=== SOURCE DATA ===

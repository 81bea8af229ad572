//! Narrow seams to the host engine
//!
//! The decision core never touches rendering, physics or pathfinding
//! directly. It consumes scalar sensor readouts (`AgentState`) and calls
//! out through the traits here: item discovery/reservation, navmesh
//! projection, movement delegation and outcome notification. Hosts
//! implement these against the real engine; tests use stubs plus the
//! bundled `ItemBoard`.

pub mod board;
pub mod feedback;

pub use board::{ItemBoard, Reservation};
pub use feedback::OutcomeLedger;

use ahash::AHashMap;
use glam::Vec3;
use serde::{Deserialize, Serialize};

use crate::core::config::config;
use crate::core::types::{AgentId, ItemId, ItemKind, TimeMs, WeaponKind};
use crate::goals::goal::{GoalKind, GoalReason};

/// A pickup as seen by a goal: identity, kind, position
#[derive(Debug, Clone, Copy, PartialEq)]
pub struct ItemSnapshot {
    pub id: ItemId,
    pub kind: ItemKind,
    /// Set when `kind == ItemKind::Weapon`
    pub weapon: Option<WeaponKind>,
    pub position: Vec3,
}

/// World item registry: discovery and lease reservations.
///
/// Reservations are leases, not locks. A grant is exclusive within the tick
/// it is requested; expiry is purely time-based, so holders must tolerate
/// finding their target re-taken mid-run.
pub trait ItemRegistry {
    /// Nearest available, unreserved item of `kind`, skipping `exclude`
    fn closest_available(
        &self,
        from: Vec3,
        kind: ItemKind,
        exclude: &[ItemId],
        now: TimeMs,
    ) -> Option<ItemSnapshot>;

    /// Try to lease the item; false if it is gone or held by another agent
    fn reserve(&mut self, item: ItemId, holder: AgentId, ttl_ms: TimeMs, now: TimeMs) -> bool;

    /// Release a lease early; a no-op unless `holder` owns it
    fn release(&mut self, item: ItemId, holder: AgentId);

    /// Whether the item still exists and has not been consumed
    fn is_available(&self, item: ItemId) -> bool;

    /// Best weapon quality tier currently on the map, if any weapon is up
    fn best_weapon_quality(&self, now: TimeMs) -> Option<u8>;
}

/// Navigation queries, answered by the host's navmesh
pub trait Navigator {
    /// Snap a raw position onto traversable space within `search_radius`
    fn project_to_traversable(&self, raw: Vec3, search_radius: f32) -> Option<Vec3>;

    /// Full path between two points, if one exists
    fn compute_path(&self, from: Vec3, to: Vec3) -> Option<Vec<Vec3>>;
}

/// Progress report from the movement delegate
#[derive(Debug, Clone, Copy, PartialEq, Eq)]
pub enum ApproachStatus {
    Moving,
    Arrived,
    Failed,
}

/// Atomic approach sub-goal owned by the host's locomotion layer.
///
/// Goals hand it a target and a completion-radius override (pickups use the
/// tight `approach_radius` from config) and poll it each tick.
pub trait ApproachDriver {
    fn activate(&mut self, target: Vec3, arrive_radius: f32);
    fn execute(&mut self, now: TimeMs) -> ApproachStatus;
    fn terminate(&mut self);
}

/// Callback invoked on every goal termination so an external evaluator can
/// adapt future selection bias
pub trait OutcomeSink {
    fn on_goal_completed(
        &mut self,
        agent: AgentId,
        kind: GoalKind,
        success: bool,
        reason: GoalReason,
    );
}

/// Sink that drops all notifications; for hosts that do not adapt
#[derive(Debug, Default)]
pub struct NullSink;

impl OutcomeSink for NullSink {
    fn on_goal_completed(&mut self, _: AgentId, _: GoalKind, _: bool, _: GoalReason) {}
}

/// Per-weapon sensor readout
#[derive(Debug, Clone, Copy, Serialize, Deserialize)]
pub struct WeaponState {
    pub owned: bool,
    pub ammo: u32,
    /// True capacity when the host tracks it; otherwise ratios fall back to
    /// the configured capacity heuristic
    pub capacity: Option<u32>,
    /// Historical hit ratio with this weapon, in [0,1]
    pub hit_ratio: f32,
}

impl Default for WeaponState {
    fn default() -> Self {
        Self {
            owned: false,
            ammo: 0,
            capacity: None,
            hit_ratio: 0.5,
        }
    }
}

/// Scalar sensor readout for one agent, refreshed by the host each tick
#[derive(Debug, Clone, Serialize, Deserialize)]
pub struct AgentState {
    pub id: AgentId,
    pub position: Vec3,
    pub health: f32,
    pub max_health: f32,
    pub current_weapon: WeaponKind,
    pub weapons: AHashMap<WeaponKind, WeaponState>,
    pub target_visible: bool,
    pub under_fire: bool,
    pub in_combat: bool,
}

impl AgentState {
    /// Fresh agent at full health holding only the pistol
    pub fn new(id: AgentId, max_health: f32) -> Self {
        let mut weapons = AHashMap::new();
        weapons.insert(
            WeaponKind::Pistol,
            WeaponState {
                owned: true,
                ammo: 50,
                capacity: None,
                hit_ratio: 0.5,
            },
        );
        Self {
            id,
            position: Vec3::ZERO,
            health: max_health,
            max_health,
            current_weapon: WeaponKind::Pistol,
            weapons,
            target_visible: false,
            under_fire: false,
            in_combat: false,
        }
    }

    pub fn health_ratio(&self) -> f32 {
        if self.max_health <= 0.0 {
            return 0.0;
        }
        (self.health / self.max_health).clamp(0.0, 1.0)
    }

    pub fn weapon(&self, kind: WeaponKind) -> WeaponState {
        self.weapons.get(&kind).copied().unwrap_or_default()
    }

    pub fn owns(&self, kind: WeaponKind) -> bool {
        self.weapon(kind).owned
    }

    pub fn ammo(&self, kind: WeaponKind) -> u32 {
        let w = self.weapon(kind);
        if w.owned {
            w.ammo
        } else {
            0
        }
    }

    /// Total rounds across all owned weapons
    pub fn total_ammo(&self) -> u32 {
        self.weapons
            .iter()
            .filter(|(_, w)| w.owned)
            .map(|(_, w)| w.ammo)
            .sum()
    }

    /// Ammo ratio for a weapon against its capacity.
    ///
    /// When the host does not track true capacity this falls back to the
    /// configured heuristic (total rounds x `ammo_capacity_multiplier`),
    /// an acknowledged approximation.
    pub fn ammo_ratio(&self, kind: WeaponKind) -> f32 {
        let w = self.weapon(kind);
        if !w.owned {
            return 0.0;
        }
        let capacity = match w.capacity {
            Some(cap) if cap > 0 => cap as f32,
            _ => {
                let estimated = self.total_ammo() as f32 * config().ammo_capacity_multiplier;
                estimated.max(1.0)
            }
        };
        (w.ammo as f32 / capacity).clamp(0.0, 1.0)
    }

    /// Lowest ammo ratio across owned weapons; drives the ammo goal
    pub fn weakest_ammo_ratio(&self) -> f32 {
        self.weapons
            .iter()
            .filter(|(_, w)| w.owned)
            .map(|(kind, _)| self.ammo_ratio(*kind))
            .fold(1.0, f32::min)
    }

    /// Quality tier of the best weapon the agent owns
    pub fn best_owned_quality(&self) -> u8 {
        self.weapons
            .iter()
            .filter(|(_, w)| w.owned)
            .map(|(kind, _)| kind.quality())
            .max()
            .unwrap_or(0)
    }
}

#[cfg(test)]
mod tests {
    use super::*;

    #[test]
    fn test_health_ratio_clamped() {
        let mut agent = AgentState::new(AgentId::new(), 100.0);
        agent.health = 150.0;
        assert_eq!(agent.health_ratio(), 1.0);
        agent.health = -5.0;
        assert_eq!(agent.health_ratio(), 0.0);
    }

    #[test]
    fn test_unowned_weapon_reads_empty() {
        let agent = AgentState::new(AgentId::new(), 100.0);
        assert!(!agent.owns(WeaponKind::Shotgun));
        assert_eq!(agent.ammo(WeaponKind::Shotgun), 0);
        assert_eq!(agent.ammo_ratio(WeaponKind::Shotgun), 0.0);
    }

    #[test]
    fn test_ammo_ratio_uses_capacity_when_known() {
        let mut agent = AgentState::new(AgentId::new(), 100.0);
        agent.weapons.insert(
            WeaponKind::Machinegun,
            WeaponState {
                owned: true,
                ammo: 30,
                capacity: Some(120),
                hit_ratio: 0.5,
            },
        );
        assert!((agent.ammo_ratio(WeaponKind::Machinegun) - 0.25).abs() < 1e-6);
    }

    #[test]
    fn test_ammo_ratio_heuristic_without_capacity() {
        let agent = AgentState::new(AgentId::new(), 100.0);
        // 50 rounds, estimated capacity 50 * 6 = 300
        let expected = 50.0 / 300.0;
        assert!((agent.ammo_ratio(WeaponKind::Pistol) - expected).abs() < 1e-6);
    }

    #[test]
    fn test_best_owned_quality() {
        let mut agent = AgentState::new(AgentId::new(), 100.0);
        assert_eq!(agent.best_owned_quality(), WeaponKind::Pistol.quality());
        agent.weapons.insert(
            WeaponKind::Machinegun,
            WeaponState {
                owned: true,
                ammo: 10,
                capacity: None,
                hit_ratio: 0.5,
            },
        );
        assert_eq!(agent.best_owned_quality(), WeaponKind::Machinegun.quality());
    }
}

===

Output, from the data above, the lines from the line with "TimeMs) -> bool;" to the line with "pub trait ApproachDriver" exactly as they stand, both ends included and nothing else.

ANSWER TO THIS TASK:
    fn reserve(&mut self, item: ItemId, holder: AgentId, ttl_ms: TimeMs, now: TimeMs) -> bool;

    /// Release a lease early; a no-op unless `holder` owns it
    fn release(&mut self, item: ItemId, holder: AgentId);

    /// Whether the item still exists and has not been consumed
    fn is_available(&self, item: ItemId) -> bool;

    /// Best weapon quality tier currently on the map, if any weapon is up
    fn best_weapon_quality(&self, now: TimeMs) -> Option<u8>;
}

/// Navigation queries, answered by the host's navmesh
pub trait Navigator {
    /// Snap a raw position onto traversable space within `search_radius`
    fn project_to_traversable(&self, raw: Vec3, search_radius: f32) -> Option<Vec3>;

    /// Full path between two points, if one exists
    fn compute_path(&self, from: Vec3, to: Vec3) -> Option<Vec<Vec3>>;
}

/// Progress report from the movement delegate
#[derive(Debug, Clone, Copy, PartialEq, Eq)]
pub enum ApproachStatus {
    Moving,
    Arrived,
    Failed,
}

/// Atomic approach sub-goal owned by the host's locomotion layer.
///
/// Goals hand it a target and a completion-radius override (pickups use the
/// tight `approach_radius` from config) and poll it each tick.
pub trait ApproachDriver {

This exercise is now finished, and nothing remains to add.